I came across the above posted on Facebook.
“Love me or hate me, both are in my favor.
If you love me, I’ll always be in your heart.
If you hate me, I’ll always be in your mind.“
This quote now circulating on Facebook is another case of attribution of something to William Shakespeare that was not really said by him. I cannot find any official attribution of this quote and it definitely falls victim to the “Shakespeare said so” syndrome.
The fact that this quote uses “you” for the singular subjective and “your” for the possessive is sufficient proof that the bard did not write this because in Shakespearean English these words would be “thou” and “thy.”
Does anyone have an idea where this quote came from?

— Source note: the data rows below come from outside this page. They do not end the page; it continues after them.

pub fn journey_add(session: &mut Session, name: Option<&str>) -> Result<JourneyAdded> {
    let journey = session.add_journey(name)?;
    Ok(JourneyAdded {
        identifier: journey.identifier,
        name: journey.name,
        active: true,
    })
}

#[derive(Serialize)]
pub struct JourneyRenamed {
    pub old: String,
    pub new: String,
}

impl Output for JourneyRenamed {
    fn to_json(&self) -> String {
        json(self)
    }

    fn to_human(&self) -> String {
        format!("Renamed journey {} to {}", self.old, self.new)
    }
}

pub fn journey_rename(session: &mut Session, old: &str, new: &str) -> Result<JourneyRenamed> {
    session.rename_journey(new, old)?;
    Ok(JourneyRenamed {
        old: old.to_string(),
        new: new.trim().to_string(),
    })
}

pub fn journey_activate(session: &mut Session, name: &str) -> Result<JourneyAdded> {
    let journey = session
        .activate_journey(name)?
        .ok_or_else(|| Error::NotFound(format!("Journey {:?}", name)))?;
    Ok(JourneyAdded {
        identifier: journey.identifier,
        name: journey.name,
        active: true,
    })
}

#[derive(Serialize)]
pub struct JourneySummary {
    pub identifier: String,
    pub name: String,
    pub active: bool,
    pub files: usize,
    pub waypoints: usize,
    pub updated_at: i64,
}

#[derive(Serialize)]
pub struct JourneyList {
    pub journeys: Vec<JourneySummary>,
    pub count: usize,
}

impl Output for JourneyList {
    fn to_json(&self) -> String {
        json(self)
    }

    fn to_human(&self) -> String {
        if self.journeys.is_empty() {
            return "No journeys.".to_string();
        }
        let mut out = format!("{} journey(s):\n", self.count);
        for j in &self.journeys {
            let _ = writeln!(
                out,
                "{} {}  ({} files, {} waypoints) [{}]",
                if j.active { "*" } else { " " },
                j.name,
                j.files,
                j.waypoints,
                j.identifier
            );
        }
        out.trim_end().to_string()
    }
}

pub fn journey_list(session: &Session) -> JourneyList {
    let tree = session.tree();
    let active = tree.active_journey_name();
    let journeys: Vec<JourneySummary> = tree
        .journeys()
        .iter()
        .map(|j| JourneySummary {
            identifier: j.identifier.clone(),
            name: j.name.clone(),
            active: active == Some(j.name.as_str()),
            files: j.children.len(),
            waypoints: j.children.iter().map(|f| f.children.len()).sum(),
            updated_at: j.updated_at,
        })
        .collect();
    JourneyList {
        count: journeys.len(),
        journeys,
    }
}

// === Waypoints ===

#[derive(Serialize)]
pub struct MarkResult {
    pub action: &'static str,
    pub identifier: String,
    pub path: String,
    pub line: u32,
    pub journey: Option<String>,
}

impl Output for MarkResult {
    fn to_json(&self) -> String {
        json(self)
    }

    fn to_human(&self) -> String {
        let verb = if self.action == "created" { "Added" } else { "Removed" };
        format!(
            "{} waypoint {}:{} [{}]",
            verb, self.path, self.line, self.identifier
        )
    }
}

pub fn mark(session: &mut Session, file: &str, line: u32) -> Result<MarkResult> {
    let toggle = session.mark(file, line)?;
    Ok(MarkResult {
        action: match toggle {
            WaypointToggle::Created(_) => "created",
            WaypointToggle::Removed(_) => "removed",
        },
        identifier: toggle.identifier().to_string(),
        path: session.relative_path(file)?,
        line,
        journey: session.tree().active_journey_name().map(String::from),
    })
}

#[derive(Serialize)]
pub struct RemoveFailure {
    pub identifier: String,
    pub error: String,
}

#[derive(Serialize)]
pub struct RemoveResult {
    pub removed: Vec<String>,
    pub failed: Vec<RemoveFailure>,
}

impl Output for RemoveResult {
    fn to_json(&self) -> String {
        json(self)
    }

    fn to_human(&self) -> String {
        let mut out = format!("Removed {} node(s)", self.removed.len());
        for f in &self.failed {
            let _ = write!(out, "\n  {}: {}", f.identifier, f.error);
        }
        out
    }
}

/// Remove nodes. Fails only when nothing could be removed.
pub fn rm(session: &mut Session, ids: &[String]) -> Result<RemoveResult> {
    let mut result = RemoveResult {
        removed: Vec::new(),
        failed: Vec::new(),
    };
    let mut first_error = None;
    for (id, outcome) in ids.iter().zip(session.remove(ids)?) {
        match outcome {
            Ok(node) => result.removed.push(node.identifier),
            Err(e) => {
                result.failed.push(RemoveFailure {
                    identifier: id.clone(),
                    error: e.to_string(),
                });
                first_error.get_or_insert(e);
            }
        }
    }
    match first_error {
        Some(e) if result.removed.is_empty() => Err(e),
        _ => Ok(result),
    }
}

#[derive(Serialize)]
pub struct CommentResult {
    pub identifier: String,
    pub comment: Option<String>,
}

impl Output for CommentResult {
    fn to_json(&self) -> String {
        json(self)
    }

    fn to_human(&self) -> String {
        match self.comment {
            Some(ref c) => format!("Comment on {}: {}", self.identifier, c),
            None => format!("Cleared comment on {}", self.identifier),
        }
    }
}

pub fn comment(session: &mut Session, id: &str, text: Option<&str>) -> Result<CommentResult> {
    session.set_comment(id, text)?;
    Ok(CommentResult {
        identifier: id.to_string(),
        comment: session.tree().find(id).and_then(|n| n.comment.clone()),
    })
}

#[derive(Serialize)]
pub struct MoveResult {
    pub old: String,
    pub new: String,
    pub files_moved: usize,
}

impl Output for MoveResult {
    fn to_json(&self) -> String {
        json(self)
    }

    fn to_human(&self) -> String {
        format!(
            "Moved {} -> {} ({} journey(s))",
            self.old, self.new, self.files_moved
        )
    }
}

pub fn mv(session: &mut Session, old: &str, new: &str) -> Result<MoveResult> {
    let files_moved = session.rename_file(old, new)?;
    Ok(MoveResult {
        old: session.relative_path(old)?,
        new: session.relative_path(new)?,
        files_moved,
    })
}

#[derive(Serialize)]
pub struct StoredFile {
    pub path: String,
    pub exists: bool,
}

#[derive(Serialize)]
pub struct FilesResult {
    pub files: Vec<StoredFile>,
    pub count: usize,
}

impl Output for FilesResult {
    fn to_json(&self) -> String {
        json(self)
    }

    fn to_human(&self) -> String {
        if self.files.is_empty() {
            return "No bookmarked files.".to_string();
        }
        self.files
            .iter()
            .map(|f| {
                if f.exists {
                    f.path.clone()
                } else {
                    format!("{} (missing)", f.path)
                }
            })
            .collect::<Vec<_>>()
            .join("\n")
    }
}

pub fn files(session: &Session) -> FilesResult {
    let files: Vec<StoredFile> = session
        .tree()
        .stored_files()
        .into_iter()
        .map(|path| StoredFile {
            exists: session.workspace().exists(&path),
            path,
        })
        .collect();
    FilesResult {
        count: files.len(),
        files,
    }
}

// === Navigation ===

#[derive(Serialize)]
pub struct NavigationResult {
    pub waypoint: Option<Node>,
}

impl Output for NavigationResult {
    fn to_json(&self) -> String {
        json(self)
    }

    fn to_human(&self) -> String {
        match self.waypoint {
            Some(ref wp) => waypoint_line(wp),
            None => "No waypoints.".to_string(),
        }
    }
}

pub fn next(session: &mut Session, from: Option<&str>) -> Result<NavigationResult> {
    Ok(NavigationResult {
        waypoint: session.next_waypoint(from)?,
    })
}

pub fn prev(session: &mut Session, from: Option<&str>) -> Result<NavigationResult> {
    Ok(NavigationResult {
        waypoint: session.prev_waypoint(from)?,
    })
}

// === Reconcile ===

#[derive(Serialize)]
pub struct ReconcileResult {
    pub reports: Vec<ReconcileReport>,
}

impl Output for ReconcileResult {
    fn to_json(&self) -> String {
        json(self)
    }

    fn to_human(&self) -> String {
        if self.reports.is_empty() {
            return "Nothing to reconcile.".to_string();
        }
        let mut out = String::new();
        for report in &self.reports {
            let _ = writeln!(
                out,
                "{}: {} moved, {} orphaned",
                report.path,
                report.updated.len(),
                report.orphaned.len()
            );
            for u in &report.updated {
                let _ = writeln!(
                    out,
                    "  {} line {} -> {}",
                    u.identifier,
                    u.old_line.unwrap_or(0),
                    u.new_line
                );
            }
            for id in &report.orphaned {
                let _ = writeln!(out, "  {} text not found", id);
            }
        }
        out.trim_end().to_string()
    }
}

pub fn reconcile(session: &mut Session, files: &[String]) -> Result<ReconcileResult> {
    let files = if files.is_empty() {
        session.tree().stored_files()
    } else {
        files.to_vec()
    };
    Ok(ReconcileResult {
        reports: session.reconcile_paths(&files)?,
    })
}

// === Config ===

#[derive(Serialize)]
pub struct ConfigEntry {
    pub key: &'static str,
    pub value: String,
    pub source: String,
}

#[derive(Serialize)]
pub struct ConfigShowResult {
    pub entries: Vec<ConfigEntry>,
    pub system_path: Option<PathBuf>,
    pub session_path: Option<PathBuf>,
}

impl Output for ConfigShowResult {
    fn to_json(&self) -> String {
        json(self)
    }

    fn to_human(&self) -> String {
        let mut out = String::new();
        for e in &self.entries {
            let _ = writeln!(out, "{} = {}  ({})", e.key, e.value, e.source);
        }
        out.trim_end().to_string()
    }
}

pub fn config_show(config: &ResolvedConfig, paths: &ConfigPaths) -> ConfigShowResult {
    ConfigShowResult {
        entries: config
            .entries()
            .into_iter()
            .map(|(key, value, source)| ConfigEntry {
                key,
                value,
                source: source.to_string(),
            })
            .collect(),
        system_path: paths.system.clone(),
        session_path: paths.session.clone(),
    }
}

#[derive(Serialize)]
pub struct ConfigSetResult {
    pub key: String,
    pub value: String,
    pub path: PathBuf,
}

impl Output for ConfigSetResult {
    fn to_json(&self) -> String {
        json(self)
    }

    fn to_human(&self) -> String {
        format!("Set {} = {} in {}", self.key, self.value, self.path.display())
    }
}

/// Validate and persist one key in the session (or system) config file.
pub fn config_set(
    paths: &ConfigPaths,
    key: &str,
    value: &str,
    system: bool,
) -> Result<ConfigSetResult> {
    let path = paths.target(system)?;
    let mut config = read_config_file(path)?;
    config.set_key(key, value).map_err(Error::Config)?;
    write_config_file(path, &config)?;
    Ok(ConfigSetResult {
        key: key.to_string(),
        value: value.trim().to_string(),
        path: path.to_path_buf(),
    })
}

Maybe this quote is a perverted version of William Shakespeare’s Sonnet 90: Then Hate Me When Thou Wilt; If Ever, Now
Then hate me when thou wilt; if ever, now;
Now, while the world is bent my deeds to cross,
Join with the spite of fortune, make me bow,
And do not drop in for an after-loss:
Ah! do not, when my heart hath ‘scaped this sorrow,
Come in the rearward of a conquered woe;
Give not a windy night a rainy morrow,
To linger out a purposed overthrow.
If thou wilt leave me, do not leave me last,
When other petty griefs have done their spite,
But in the onset come: so shall I taste
At first the very worst of fortune’s might;
And other strains of woe, which now seem woe,
Compared with loss of thee, will not seem so.
So, don’t be surprised if one of these days someone posts on the social media that the Holy Bible was another work of the Bard of Avon and many would click “Like” and repost the same!
- Love me or hate me, both are in my favor …
- Did William Shakespeare Really Say That? (tvaraj.com)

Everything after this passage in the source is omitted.